Thanks pogobill I’ve been careful with the stick I’m not sure what’s goin on with it sometimes it works fine and sometimes not. When I go to back drag, the bucket will not hold the down position I set it in and I’ve also noticed today that when doing a full dump with the bucket it will dump about 90% of the way them pause for a couple seconds then finish the last 10% it almost acts like it has an air pocket or something. And still today when I was back dragging the bucket would just level out to the ground on me after using it for a while. I’m prob just going to end up taking it back to the dealer and tell them to fix it. It’s frustrating when you spend that much money on a piece of equipment that doesn’t function the way it should.


----------



## Hoodoo Valley (Nov 14, 2006)

YEE-YEE said:


> I’ve also noticed today that when doing a full dump with the bucket it will dump about 90% of the way them pause for a couple seconds then finish the last 10% .

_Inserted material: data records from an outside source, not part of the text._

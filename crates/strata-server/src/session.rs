//! Session state shared between the event loop and connected clients.
//!
//! One `SessionState` owns the ingested tables and everything derived from
//! them. Applying an event merges it and, when the tables changed, rebuilds
//! the graph and layout before returning. Callers hold the write lock for
//! the whole call, so readers see either the old or the new snapshot.

use serde::Serialize;
use std::sync::Arc;
use strata_core::{Change, Diagnostic, IndexerEvent, ProjectState, Progress};
use strata_graph::{GraphEdge, GraphNode, GraphSnapshot, GraphStats, LayoutConfig, Rebuild};
use tokio::sync::{RwLock, RwLockReadGuard};
use tracing::debug;

/// Shared session state across tasks.
type SharedSession = Arc<RwLock<SessionState>>;

/// Owned handle to one session.
///
/// Cloning is cheap; every clone sees the same state.
#[derive(Debug, Clone, Default)]
pub struct Session {
    inner: SharedSession,
}

impl Session {
    pub fn new(layout: LayoutConfig) -> Self {
        Self::from_state(SessionState::new(layout))
    }

    pub fn from_state(state: SessionState) -> Self {
        Self {
            inner: Arc::new(RwLock::new(state)),
        }
    }

    /// Merges, rebuilds and lays out under one write lock.
    pub async fn apply(&self, event: IndexerEvent) -> BroadcastMessage {
        let mut state = self.inner.write().await;
        let change = state.apply(event);
        state.message_for(change)
    }

    pub async fn read(&self) -> RwLockReadGuard<'_, SessionState> {
        self.inner.read().await
    }

    /// Full snapshot message for the current revision.
    pub async fn graph_update(&self) -> GraphUpdatePayload {
        self.inner.read().await.graph_update()
    }
}

/// Ingested tables plus the derived graph.
#[derive(Debug, Default)]
pub struct SessionState {
    project: ProjectState,
    layout: LayoutConfig,
    snapshot: GraphSnapshot,
    stats: GraphStats,
    build_diagnostics: Vec<Diagnostic>,
    revision: u64,
}

impl SessionState {
    pub fn new(layout: LayoutConfig) -> Self {
        Self {
            layout,
            ..Self::default()
        }
    }

    /// Merges an event and rebuilds derived state if needed.
    pub fn apply(&mut self, event: IndexerEvent) -> Change {
        debug!("Applying {} event", event.name());
        let change = self.project.apply(event);
        if change.needs_rebuild() {
            self.rebuild();
        }
        change
    }

    fn rebuild(&mut self) {
        let rebuild = Rebuild::run(&self.project, &self.layout);
        self.snapshot = rebuild.snapshot();
        self.stats = rebuild.stats();
        self.build_diagnostics = rebuild.diagnostics;
        self.revision += 1;
    }

    /// The message that tells clients about `change`.
    pub fn message_for(&self, change: Change) -> BroadcastMessage {
        match change {
            Change::Progress => {
                let progress = self.project.progress().cloned().unwrap_or(Progress {
                    phase: String::new(),
                    percent: 0.0,
                });
                BroadcastMessage::Progress(ProgressPayload::from(progress))
            }
            Change::Structure | Change::Scopes => {
                BroadcastMessage::GraphUpdate(self.graph_update())
            }
        }
    }

    /// Full snapshot message for the current revision.
    pub fn graph_update(&self) -> GraphUpdatePayload {
        GraphUpdatePayload {
            revision: self.revision,
            node_count: self.stats.node_count,
            edge_count: self.stats.edge_count,
            file_count: self.project.files().len(),
            diagnostic_count: self.diagnostics().count(),
            timestamp: chrono::Utc::now().timestamp_millis(),
            nodes: self.snapshot.nodes.clone(),
            edges: self.snapshot.edges.clone(),
        }
    }

    pub fn snapshot(&self) -> &GraphSnapshot {
        &self.snapshot
    }

    pub fn stats(&self) -> GraphStats {
        self.stats
    }

    pub fn project(&self) -> &ProjectState {
        &self.project
    }

    /// Number of rebuilds so far.
    pub fn revision(&self) -> u64 {
        self.revision
    }

    /// Ingestion diagnostics followed by build diagnostics.
    pub fn diagnostics(&self) -> impl Iterator<Item = &Diagnostic> {
        self.project
            .diagnostics()
            .chain(self.build_diagnostics.iter())
    }
}

/// Server messages broadcast to all connected clients.
#[derive(Debug, Clone, Serialize)]
#[serde(tag = "type", content = "payload")]
pub enum BroadcastMessage {
    /// Full graph snapshot after a rebuild.
    GraphUpdate(GraphUpdatePayload),
    /// Indexer progress, forwarded as received.
    Progress(ProgressPayload),
}

#[derive(Debug, Clone, Serialize)]
pub struct GraphUpdatePayload {
    /// Increments on every rebuild.
    pub revision: u64,
    pub node_count: usize,
    pub edge_count: usize,
    /// Indexed files, whether or not they declare classes.
    pub file_count: usize,
    pub diagnostic_count: usize,
    /// Milliseconds since the Unix epoch.
    pub timestamp: i64,
    pub nodes: Vec<GraphNode>,
    pub edges: Vec<GraphEdge>,
}

#[derive(Debug, Clone, Serialize)]
pub struct ProgressPayload {
    pub phase: String,
    pub percent: f64,
}

impl From<Progress> for ProgressPayload {
    fn from(progress: Progress) -> Self {
        Self {
            phase: progress.phase,
            percent: progress.percent,
        }
    }
}

#[cfg(test)]
mod tests {
    use super::*;

    fn structure_event() -> IndexerEvent {
        IndexerEvent::from_json(
            r#"{"event":"project_structure","payload":{
                "files": ["a.cpp"],
                "tags": {"0": [
                    {"Class": {"name": "Base", "parents": []}},
                    {"Class": {"name": "Derived", "parents": [{"Connected": [0, 0]}]}}
                ]},
                "containment": {"[0,7]": [[0, 1]]}
            }}"#,
        )
        .unwrap()
    }

    #[test]
    fn test_structure_event_rebuilds() {
        let mut state = SessionState::new(LayoutConfig::default());
        let change = state.apply(structure_event());

        assert_eq!(change, Change::Structure);
        assert_eq!(state.revision(), 1);
        assert_eq!(state.snapshot().nodes.len(), 2);
        assert_eq!(state.snapshot().nodes[1].position.y, 200.0);
        // [0,7] is not a class
        assert_eq!(state.diagnostics().count(), 1);
    }

    #[test]
    fn test_progress_does_not_rebuild() {
        let mut state = SessionState::new(LayoutConfig::default());
        let change = state.apply(IndexerEvent::Progress(Progress {
            phase: "tags".into(),
            percent: 30.0,
        }));

        assert_eq!(state.revision(), 0);
        let json = serde_json::to_string(&state.message_for(change)).unwrap();
        assert_eq!(json, r#"{"type":"Progress","payload":{"phase":"tags","percent":30.0}}"#);
    }

    #[test]
    fn test_graph_update_message() {
        let mut state = SessionState::new(LayoutConfig::default());
        let change = state.apply(structure_event());

        let json = serde_json::to_value(state.message_for(change)).unwrap();
        assert_eq!(json["type"], "GraphUpdate");
        assert_eq!(json["payload"]["node_count"], 2);
        assert_eq!(json["payload"]["file_count"], 1);
        assert_eq!(json["payload"]["edges"][0]["source"], "0-0");
    }

    #[tokio::test]
    async fn test_session_apply_is_visible_to_readers() {
        let session = Session::new(LayoutConfig::default());
        let reader = session.clone();

        let message = session.apply(structure_event()).await;

        assert!(matches!(
            message,
            BroadcastMessage::GraphUpdate(ref update) if update.revision == 1
        ));
        let state = reader.read().await;
        assert_eq!(state.stats().node_count, 2);
        assert_eq!(state.project().file_path(0), Some("a.cpp"));
    }
}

My John Deere does that and has since new. However, there is a block out for the bucket dump aspect of the joystick that in essence hydraulically operates the dumping of the bucket or when you remove the block out, allows the bucket to act as a trip, and dump quicker. It's called I believe, the Re Gen circuit. You might look in at the valve itself on your joy stick controller and see if you can spot that block out, and if so, it might mean the difference for the issue you're having.


----------



## Darryl S. (Dec 29, 2019)

Just wondering how you've made out with your bucket issues. Did the dealership get it fixed up for you? I bought a new NX4510 last Aug and have been having transmissions issues since day one. Dealership hasn't been overly helpful, thinking next step is to contact Kioti directly.


----------



## danj (Jun 15, 2020)

The newer Kioti CK10 series all have the issue with the bucket not holding it's position when back dragging. The solution is simply remedied by rolling the bucket to full down position, then tilting it back up to the angle you want. It will then hold it's position. This was explained to me by my Kioti service dept. The 3pt jerkyness is also common. Lift the 3pt arms up then lower them to the height you want... just the way it is with the new ones. Hope this helps


----------



## Kelly Hanna (Aug 11, 2020)

Thanks Danj...been wondering about both of those myself...thanks for the fixes!


----------